BEGIN Records shown
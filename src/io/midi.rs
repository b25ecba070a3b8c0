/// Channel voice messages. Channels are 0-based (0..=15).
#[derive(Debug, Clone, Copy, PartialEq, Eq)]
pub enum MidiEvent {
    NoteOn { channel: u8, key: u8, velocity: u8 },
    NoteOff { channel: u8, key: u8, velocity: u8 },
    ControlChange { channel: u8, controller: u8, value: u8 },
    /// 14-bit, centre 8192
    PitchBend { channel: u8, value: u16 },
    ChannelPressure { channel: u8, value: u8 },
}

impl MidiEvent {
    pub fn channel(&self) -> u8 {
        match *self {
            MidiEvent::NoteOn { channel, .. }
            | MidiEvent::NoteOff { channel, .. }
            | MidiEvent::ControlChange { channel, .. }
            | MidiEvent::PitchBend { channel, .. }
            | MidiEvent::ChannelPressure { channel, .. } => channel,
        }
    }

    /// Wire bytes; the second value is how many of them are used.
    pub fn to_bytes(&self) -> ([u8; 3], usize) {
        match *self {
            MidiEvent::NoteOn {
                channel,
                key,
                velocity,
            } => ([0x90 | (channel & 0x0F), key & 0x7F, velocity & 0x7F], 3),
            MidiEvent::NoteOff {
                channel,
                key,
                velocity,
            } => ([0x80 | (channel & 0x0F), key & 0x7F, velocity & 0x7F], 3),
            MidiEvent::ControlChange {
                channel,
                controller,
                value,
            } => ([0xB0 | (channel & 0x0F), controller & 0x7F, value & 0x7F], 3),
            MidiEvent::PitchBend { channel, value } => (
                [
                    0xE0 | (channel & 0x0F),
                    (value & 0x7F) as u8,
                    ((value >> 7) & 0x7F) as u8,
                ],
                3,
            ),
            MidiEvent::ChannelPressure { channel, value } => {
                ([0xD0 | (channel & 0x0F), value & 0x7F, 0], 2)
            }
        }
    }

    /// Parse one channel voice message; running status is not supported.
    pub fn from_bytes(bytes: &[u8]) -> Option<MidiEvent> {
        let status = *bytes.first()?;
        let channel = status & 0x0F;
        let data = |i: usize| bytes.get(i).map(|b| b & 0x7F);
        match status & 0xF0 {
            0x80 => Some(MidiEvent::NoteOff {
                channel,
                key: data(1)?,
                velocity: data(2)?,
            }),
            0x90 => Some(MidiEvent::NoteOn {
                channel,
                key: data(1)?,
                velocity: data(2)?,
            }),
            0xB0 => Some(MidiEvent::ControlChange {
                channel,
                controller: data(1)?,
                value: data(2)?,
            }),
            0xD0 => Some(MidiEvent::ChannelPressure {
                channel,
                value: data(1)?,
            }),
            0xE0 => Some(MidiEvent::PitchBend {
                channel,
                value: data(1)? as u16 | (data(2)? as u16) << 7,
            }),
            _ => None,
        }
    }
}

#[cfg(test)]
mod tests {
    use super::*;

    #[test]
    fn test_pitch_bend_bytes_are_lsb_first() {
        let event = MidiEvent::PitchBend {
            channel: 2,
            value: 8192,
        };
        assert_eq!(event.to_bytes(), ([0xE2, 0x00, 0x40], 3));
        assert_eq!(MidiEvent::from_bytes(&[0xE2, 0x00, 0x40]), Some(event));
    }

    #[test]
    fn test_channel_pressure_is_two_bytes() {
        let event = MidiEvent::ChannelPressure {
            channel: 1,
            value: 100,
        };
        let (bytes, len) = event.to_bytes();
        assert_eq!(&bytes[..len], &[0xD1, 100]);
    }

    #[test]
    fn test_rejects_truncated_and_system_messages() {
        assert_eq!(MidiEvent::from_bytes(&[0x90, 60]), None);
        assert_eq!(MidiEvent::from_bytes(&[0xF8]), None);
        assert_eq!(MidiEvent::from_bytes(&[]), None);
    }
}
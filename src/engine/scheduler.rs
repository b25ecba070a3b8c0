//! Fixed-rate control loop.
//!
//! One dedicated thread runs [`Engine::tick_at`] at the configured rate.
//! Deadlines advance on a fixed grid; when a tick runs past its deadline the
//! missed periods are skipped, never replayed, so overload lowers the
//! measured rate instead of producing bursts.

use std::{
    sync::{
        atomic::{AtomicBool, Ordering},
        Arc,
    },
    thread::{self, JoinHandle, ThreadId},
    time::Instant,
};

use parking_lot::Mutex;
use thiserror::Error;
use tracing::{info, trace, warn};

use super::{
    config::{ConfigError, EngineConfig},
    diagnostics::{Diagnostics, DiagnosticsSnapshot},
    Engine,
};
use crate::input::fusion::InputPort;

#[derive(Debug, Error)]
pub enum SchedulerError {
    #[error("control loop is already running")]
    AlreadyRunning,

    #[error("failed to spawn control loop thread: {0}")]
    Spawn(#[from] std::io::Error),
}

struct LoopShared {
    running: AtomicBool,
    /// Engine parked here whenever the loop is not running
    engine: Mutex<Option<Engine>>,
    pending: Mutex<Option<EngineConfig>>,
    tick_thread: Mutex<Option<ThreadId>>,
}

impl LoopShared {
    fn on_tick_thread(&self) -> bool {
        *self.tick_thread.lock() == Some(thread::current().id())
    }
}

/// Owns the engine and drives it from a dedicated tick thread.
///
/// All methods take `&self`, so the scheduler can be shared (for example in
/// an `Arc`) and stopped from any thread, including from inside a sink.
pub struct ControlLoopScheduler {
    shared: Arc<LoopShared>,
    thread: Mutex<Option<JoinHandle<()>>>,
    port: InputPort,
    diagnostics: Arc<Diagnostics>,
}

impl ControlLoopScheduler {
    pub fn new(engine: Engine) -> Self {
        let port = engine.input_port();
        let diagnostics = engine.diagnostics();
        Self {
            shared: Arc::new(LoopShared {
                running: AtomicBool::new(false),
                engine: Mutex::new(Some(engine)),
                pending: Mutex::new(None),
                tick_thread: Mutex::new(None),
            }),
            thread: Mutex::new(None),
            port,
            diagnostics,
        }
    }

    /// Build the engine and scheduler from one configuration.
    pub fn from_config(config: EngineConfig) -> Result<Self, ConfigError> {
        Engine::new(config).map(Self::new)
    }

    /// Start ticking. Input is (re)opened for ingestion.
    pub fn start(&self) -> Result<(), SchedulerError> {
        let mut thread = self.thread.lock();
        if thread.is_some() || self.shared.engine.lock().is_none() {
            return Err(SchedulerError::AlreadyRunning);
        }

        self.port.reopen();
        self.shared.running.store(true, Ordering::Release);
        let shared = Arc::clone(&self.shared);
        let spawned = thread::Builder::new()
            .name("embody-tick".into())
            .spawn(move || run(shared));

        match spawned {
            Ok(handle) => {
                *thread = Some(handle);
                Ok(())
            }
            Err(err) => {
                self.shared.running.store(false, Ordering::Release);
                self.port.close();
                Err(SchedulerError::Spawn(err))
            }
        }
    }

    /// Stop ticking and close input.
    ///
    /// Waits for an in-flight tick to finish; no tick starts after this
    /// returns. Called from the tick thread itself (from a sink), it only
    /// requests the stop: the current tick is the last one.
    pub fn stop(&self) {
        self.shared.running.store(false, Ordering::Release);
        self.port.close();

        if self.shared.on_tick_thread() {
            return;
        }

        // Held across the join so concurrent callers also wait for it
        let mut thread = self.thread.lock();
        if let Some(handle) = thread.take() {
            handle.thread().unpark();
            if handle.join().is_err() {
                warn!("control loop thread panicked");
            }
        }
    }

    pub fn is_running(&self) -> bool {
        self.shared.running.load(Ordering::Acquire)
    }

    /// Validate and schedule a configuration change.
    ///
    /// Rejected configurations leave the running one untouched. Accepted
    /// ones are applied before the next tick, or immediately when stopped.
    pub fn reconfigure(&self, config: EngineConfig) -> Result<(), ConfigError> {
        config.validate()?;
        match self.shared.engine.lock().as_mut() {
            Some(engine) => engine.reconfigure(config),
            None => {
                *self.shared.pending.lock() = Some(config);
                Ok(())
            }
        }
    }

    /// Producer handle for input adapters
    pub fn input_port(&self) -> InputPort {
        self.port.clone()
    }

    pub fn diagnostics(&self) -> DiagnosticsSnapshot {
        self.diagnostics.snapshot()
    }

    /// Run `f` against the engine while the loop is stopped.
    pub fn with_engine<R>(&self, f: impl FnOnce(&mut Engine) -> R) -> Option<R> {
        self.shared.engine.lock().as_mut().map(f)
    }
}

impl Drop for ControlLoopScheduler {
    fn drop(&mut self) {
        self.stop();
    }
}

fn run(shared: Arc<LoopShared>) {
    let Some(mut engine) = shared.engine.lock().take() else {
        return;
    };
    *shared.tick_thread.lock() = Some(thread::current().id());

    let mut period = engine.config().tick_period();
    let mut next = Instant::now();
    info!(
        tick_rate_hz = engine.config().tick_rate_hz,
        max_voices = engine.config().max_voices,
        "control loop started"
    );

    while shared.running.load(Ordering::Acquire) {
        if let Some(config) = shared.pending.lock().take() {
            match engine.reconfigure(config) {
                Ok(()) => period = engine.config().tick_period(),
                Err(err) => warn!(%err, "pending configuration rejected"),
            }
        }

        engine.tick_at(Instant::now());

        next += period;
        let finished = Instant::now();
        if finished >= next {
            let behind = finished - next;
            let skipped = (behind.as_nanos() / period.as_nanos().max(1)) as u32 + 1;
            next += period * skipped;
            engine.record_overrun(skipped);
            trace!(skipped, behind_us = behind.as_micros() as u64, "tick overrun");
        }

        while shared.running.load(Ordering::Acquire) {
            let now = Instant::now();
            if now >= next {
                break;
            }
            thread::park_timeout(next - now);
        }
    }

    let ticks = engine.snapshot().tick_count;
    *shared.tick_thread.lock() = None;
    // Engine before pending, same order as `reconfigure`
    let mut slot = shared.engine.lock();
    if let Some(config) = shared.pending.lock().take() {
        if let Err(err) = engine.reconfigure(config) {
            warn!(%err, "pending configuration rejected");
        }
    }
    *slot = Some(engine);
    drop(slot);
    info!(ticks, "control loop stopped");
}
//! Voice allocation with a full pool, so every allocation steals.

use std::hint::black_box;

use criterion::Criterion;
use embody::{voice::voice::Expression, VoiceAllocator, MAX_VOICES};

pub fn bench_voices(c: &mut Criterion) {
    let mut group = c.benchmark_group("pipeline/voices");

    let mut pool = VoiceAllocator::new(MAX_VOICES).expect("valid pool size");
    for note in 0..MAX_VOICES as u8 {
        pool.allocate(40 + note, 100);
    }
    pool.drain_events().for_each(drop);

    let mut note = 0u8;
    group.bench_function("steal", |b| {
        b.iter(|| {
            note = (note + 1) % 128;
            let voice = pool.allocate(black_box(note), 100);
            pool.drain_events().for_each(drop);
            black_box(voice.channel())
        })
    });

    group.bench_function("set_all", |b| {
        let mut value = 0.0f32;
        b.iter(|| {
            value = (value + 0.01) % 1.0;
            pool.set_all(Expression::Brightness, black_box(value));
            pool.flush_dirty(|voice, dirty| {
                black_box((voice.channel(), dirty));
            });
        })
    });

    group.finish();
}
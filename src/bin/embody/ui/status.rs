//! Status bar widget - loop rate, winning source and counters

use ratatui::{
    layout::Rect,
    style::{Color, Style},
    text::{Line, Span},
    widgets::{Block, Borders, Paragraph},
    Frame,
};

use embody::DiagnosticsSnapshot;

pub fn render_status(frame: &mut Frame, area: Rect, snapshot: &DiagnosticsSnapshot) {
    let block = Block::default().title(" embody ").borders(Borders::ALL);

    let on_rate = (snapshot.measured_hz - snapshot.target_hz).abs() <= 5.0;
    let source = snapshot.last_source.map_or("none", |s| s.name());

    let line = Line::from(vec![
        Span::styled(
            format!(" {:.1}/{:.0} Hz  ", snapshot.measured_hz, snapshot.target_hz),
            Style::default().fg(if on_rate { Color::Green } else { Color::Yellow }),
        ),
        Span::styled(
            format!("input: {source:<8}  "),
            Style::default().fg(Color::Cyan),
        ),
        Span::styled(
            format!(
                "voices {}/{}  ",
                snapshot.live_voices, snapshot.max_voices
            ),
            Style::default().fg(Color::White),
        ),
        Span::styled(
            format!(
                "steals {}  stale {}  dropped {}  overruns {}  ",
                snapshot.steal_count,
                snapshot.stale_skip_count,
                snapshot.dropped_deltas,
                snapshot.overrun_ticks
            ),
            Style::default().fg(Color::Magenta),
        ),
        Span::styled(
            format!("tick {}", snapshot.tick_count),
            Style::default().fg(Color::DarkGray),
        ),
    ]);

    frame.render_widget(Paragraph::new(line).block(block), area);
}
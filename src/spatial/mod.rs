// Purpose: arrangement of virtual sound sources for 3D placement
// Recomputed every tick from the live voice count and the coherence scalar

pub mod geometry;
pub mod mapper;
END Records shown
Your assignment: Check each line of the material for the string "InputPort", then state how many lines have it and nothing more.

Reply: 3